The Rhubarb Triangle

March 9, 2015

Words and Artwork by katherine sandoz

Rhubarb’s approximately 2,700 year history sounds rich and, naturally, dirty. To wit, the vegetable sits in manure and woolen (or other waste) matter as it braves cold winters and shoots up in earliest spring.  Native to Siberia, Tibet, China, the Mongolian plateau or all four, two major varieties prevail.  The medicinal type stands at five to eight feet and after chopped, dried and made into tea, knocks out diarrhea…and constipation.  Stew – or rumble – on that fact for a minute.
The second, the culinary variety, used for its tart and vitamin-plentiful stalks, grows toxic leaves that, if eaten at the very wrong time, can arrest more than one’s intestine.

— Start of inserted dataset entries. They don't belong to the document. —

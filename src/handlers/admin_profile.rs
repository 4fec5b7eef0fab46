use crate::error::{AppError, AppResult};
use crate::middleware::auth::{require_admin, require_moderator, AuthUser};
use crate::models::AdminProfileModel;
use crate::response::{ApiResponse, PaginatedResponse, PaginationQuery};
use crate::services::admin_profile::{AdminProfileService, AdminProfileUpdate, NewAdminProfile};
use axum::{extract::Path, extract::Query, response::IntoResponse, Extension, Json};
use sea_orm::DatabaseConnection;
use serde::{Deserialize, Serialize};
use utoipa::ToSchema;

#[derive(Debug, Deserialize, ToSchema)]
pub struct CreateAdminProfileRequest {
    /// User the card belongs to
    pub user_id: i32,
    /// Unique public member number
    pub admin_number: i32,
    pub facebook_main: Option<String>,
    pub facebook_backup: Option<String>,
    pub zalo: Option<String>,
    pub website: Option<String>,
    /// Offered services, free-form JSON
    pub services: Option<serde_json::Value>,
    /// Published bank accounts, free-form JSON
    pub bank_accounts: Option<serde_json::Value>,
    pub insurance_fund: Option<f64>,
    pub is_public: Option<bool>,
}

#[derive(Debug, Deserialize, ToSchema)]
pub struct UpdateAdminProfileRequest {
    pub admin_number: Option<i32>,
    pub facebook_main: Option<String>,
    pub facebook_backup: Option<String>,
    pub zalo: Option<String>,
    pub website: Option<String>,
    pub services: Option<serde_json::Value>,
    pub bank_accounts: Option<serde_json::Value>,
    pub insurance_fund: Option<f64>,
    pub is_public: Option<bool>,
}

#[derive(Debug, Serialize, ToSchema)]
pub struct AdminProfileResponse {
    pub id: i32,
    pub user_id: i32,
    pub admin_number: i32,
    pub facebook_main: Option<String>,
    pub facebook_backup: Option<String>,
    pub zalo: Option<String>,
    pub website: Option<String>,
    pub services: Option<serde_json::Value>,
    pub bank_accounts: Option<serde_json::Value>,
    pub insurance_fund: f64,
    pub is_public: bool,
    pub created_at: String,
}

impl From<AdminProfileModel> for AdminProfileResponse {
    fn from(p: AdminProfileModel) -> Self {
        Self {
            id: p.id,
            user_id: p.user_id,
            admin_number: p.admin_number,
            facebook_main: p.facebook_main,
            facebook_backup: p.facebook_backup,
            zalo: p.zalo,
            website: p.website,
            services: p.services,
            bank_accounts: p.bank_accounts,
            insurance_fund: p.insurance_fund,
            is_public: p.is_public,
            created_at: p.created_at.to_string(),
        }
    }
}

#[utoipa::path(
    get,
    path = "/api/v1/admins",
    params(
        ("page" = Option<u64>, Query, description = "Page number"),
        ("per_page" = Option<u64>, Query, description = "Items per page"),
    ),
    responses(
        (status = 200, description = "Public admin cards by member number", body = PaginatedResponse<AdminProfileResponse>),
    ),
    tag = "admins"
)]
pub async fn list_admins(
    Extension(db): Extension<DatabaseConnection>,
    Query(params): Query<PaginationQuery>,
) -> AppResult<impl IntoResponse> {
    let (page, per_page) = params.clamped(20);

    let service = AdminProfileService::new(db);
    let (profiles, total) = service.list_public(page, per_page).await?;
    let items = profiles.into_iter().map(AdminProfileResponse::from).collect();

    Ok(ApiResponse::ok(PaginatedResponse::new(
        items, total, page, per_page,
    )))
}

#[utoipa::path(
    get,
    path = "/api/v1/admins/{admin_number}",
    params(("admin_number" = i32, Path, description = "Public member number")),
    responses(
        (status = 200, description = "Admin card", body = AdminProfileResponse),
        (status = 404, description = "No public card with that number", body = AppError),
    ),
    tag = "admins"
)]
pub async fn get_admin_by_number(
    Extension(db): Extension<DatabaseConnection>,
    Path(admin_number): Path<i32>,
) -> AppResult<impl IntoResponse> {
    let service = AdminProfileService::new(db);
    let profile = service.get_public_by_number(admin_number).await?;

    Ok(ApiResponse::ok(AdminProfileResponse::from(profile)))
}

#[utoipa::path(
    post,
    path = "/api/v1/admins/profiles",
    security(("jwt_token" = [])),
    request_body = CreateAdminProfileRequest,
    responses(
        (status = 200, description = "Profile created", body = AdminProfileResponse),
        (status = 400, description = "Duplicate user or number", body = AppError),
        (status = 403, description = "Super admin only", body = AppError),
        (status = 404, description = "User not found", body = AppError),
    ),
    tag = "admins"
)]
pub async fn create_admin_profile(
    Extension(db): Extension<DatabaseConnection>,
    auth_user: AuthUser,
    Json(payload): Json<CreateAdminProfileRequest>,
) -> AppResult<impl IntoResponse> {
    require_admin(&db, &auth_user).await?;

    let service = AdminProfileService::new(db);
    let profile = service
        .create(NewAdminProfile {
            user_id: payload.user_id,
            admin_number: payload.admin_number,
            facebook_main: payload.facebook_main,
            facebook_backup: payload.facebook_backup,
            zalo: payload.zalo,
            website: payload.website,
            services: payload.services,
            bank_accounts: payload.bank_accounts,
            insurance_fund: payload.insurance_fund.unwrap_or(0.0),
            is_public: payload.is_public.unwrap_or(true),
        })
        .await?;

    Ok(ApiResponse::ok(AdminProfileResponse::from(profile)))
}

#[utoipa::path(
    get,
    path = "/api/v1/admins/profiles/all",
    security(("jwt_token" = [])),
    params(
        ("page" = Option<u64>, Query, description = "Page number"),
        ("per_page" = Option<u64>, Query, description = "Items per page"),
    ),
    responses(
        (status = 200, description = "All profiles, public or not", body = PaginatedResponse<AdminProfileResponse>),
        (status = 403, description = "Admin only", body = AppError),
    ),
    tag = "admins"
)]
pub async fn list_all_admin_profiles(
    Extension(db): Extension<DatabaseConnection>,
    auth_user: AuthUser,
    Query(params): Query<PaginationQuery>,
) -> AppResult<impl IntoResponse> {
    require_moderator(&db, &auth_user).await?;

    let (page, per_page) = params.clamped(50);

    let service = AdminProfileService::new(db);
    let (profiles, total) = service.list_all(page, per_page).await?;
    let items = profiles.into_iter().map(AdminProfileResponse::from).collect();

    Ok(ApiResponse::ok(PaginatedResponse::new(
        items, total, page, per_page,
    )))
}

#[utoipa::path(
    put,
    path = "/api/v1/admins/profiles/{id}",
    security(("jwt_token" = [])),
    params(("id" = i32, Path, description = "Profile ID")),
    request_body = UpdateAdminProfileRequest,
    responses(
        (status = 200, description = "Profile updated", body = AdminProfileResponse),
        (status = 403, description = "Super admin only", body = AppError),
        (status = 404, description = "Profile not found", body = AppError),
    ),
    tag = "admins"
)]
pub async fn update_admin_profile(
    Extension(db): Extension<DatabaseConnection>,
    auth_user: AuthUser,
    Path(id): Path<i32>,
    Json(payload): Json<UpdateAdminProfileRequest>,
) -> AppResult<impl IntoResponse> {
    require_admin(&db, &auth_user).await?;

    let service = AdminProfileService::new(db);
    let profile = service
        .update(
            id,
            AdminProfileUpdate {
                admin_number: payload.admin_number,
                facebook_main: payload.facebook_main,
                facebook_backup: payload.facebook_backup,
                zalo: payload.zalo,
                website: payload.website,
                services: payload.services,
                bank_accounts: payload.bank_accounts,
                insurance_fund: payload.insurance_fund,
                is_public: payload.is_public,
            },
        )
        .await?;

    Ok(ApiResponse::ok(AdminProfileResponse::from(profile)))
}

#[utoipa::path(
    delete,
    path = "/api/v1/admins/profiles/{id}",
    security(("jwt_token" = [])),
    params(("id" = i32, Path, description = "Profile ID")),
    responses(
        (status = 200, description = "Profile deleted", body = String),
        (status = 403, description = "Super admin only", body = AppError),
        (status = 404, description = "Profile not found", body = AppError),
    ),
    tag = "admins"
)]
pub async fn delete_admin_profile(
    Extension(db): Extension<DatabaseConnection>,
    auth_user: AuthUser,
    Path(id): Path<i32>,
) -> AppResult<impl IntoResponse> {
    require_admin(&db, &auth_user).await?;

    let service = AdminProfileService::new(db);
    service.delete(id).await?;

    Ok(ApiResponse::ok("Admin profile deleted successfully"))
}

In the 1800s in England, in what became known as the “Rhubarb Triangle”, farmers forced the “pie plant” in low sheds kept dark.  Responsible for ninety percent of the world’s rhubarb at the time, harvests took place under candlelight so that the leaves would not turn dark green (or poisonous) with stalks emerging particularly tender.

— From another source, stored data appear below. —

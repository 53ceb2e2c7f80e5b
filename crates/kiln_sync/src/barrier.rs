//! # Barrier
//!
//! Reusable rendezvous for a fixed party count. All parties block in
//! [`Barrier::wait`] until the last one arrives, at which point every
//! party is released simultaneously and the barrier resets for reuse.
//!
//! Reuse is generation-counted: a party released from generation `g`
//! cannot be confused with one arriving for generation `g + 1`, even if
//! it loops straight back into `wait`.

use parking_lot::{Condvar, Mutex};

struct BarrierState {
    arrived: u32,
    generation: u64,
}

/// A reusable rendezvous point for a fixed number of threads.
pub struct Barrier {
    parties: u32,
    state: Mutex<BarrierState>,
    released: Condvar,
}

impl Barrier {
    /// Creates a barrier for `parties` threads.
    ///
    /// # Panics
    ///
    /// Panics if `parties` is zero.
    #[must_use]
    pub fn new(parties: u32) -> Self {
        assert!(parties > 0, "a barrier needs at least one party");
        Self {
            parties,
            state: Mutex::new(BarrierState {
                arrived: 0,
                generation: 0,
            }),
            released: Condvar::new(),
        }
    }

    /// Blocks until all parties have arrived.
    ///
    /// Returns `true` for exactly one caller per generation: the arrival
    /// that released the barrier.
    pub fn wait(&self) -> bool {
        let mut state = self.state.lock();
        let generation = state.generation;

        state.arrived += 1;
        if state.arrived == self.parties {
            state.arrived = 0;
            state.generation += 1;
            self.released.notify_all();
            return true;
        }

        while state.generation == generation {
            self.released.wait(&mut state);
        }
        false
    }
}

Today, farmers in West Yorkshire, England between Wakefield, Morley and Rothwell keep the candles lit and the stalks sweeter than ever.  Thanks to Franklin and Jefferson, Americans to this day enjoy what they call a fruit (tariff situation) in pies and jams.
In fact, wherever there is a bit of a cold in the air globally, find the handsome and hardy rhubarb under sugar, salt or chili.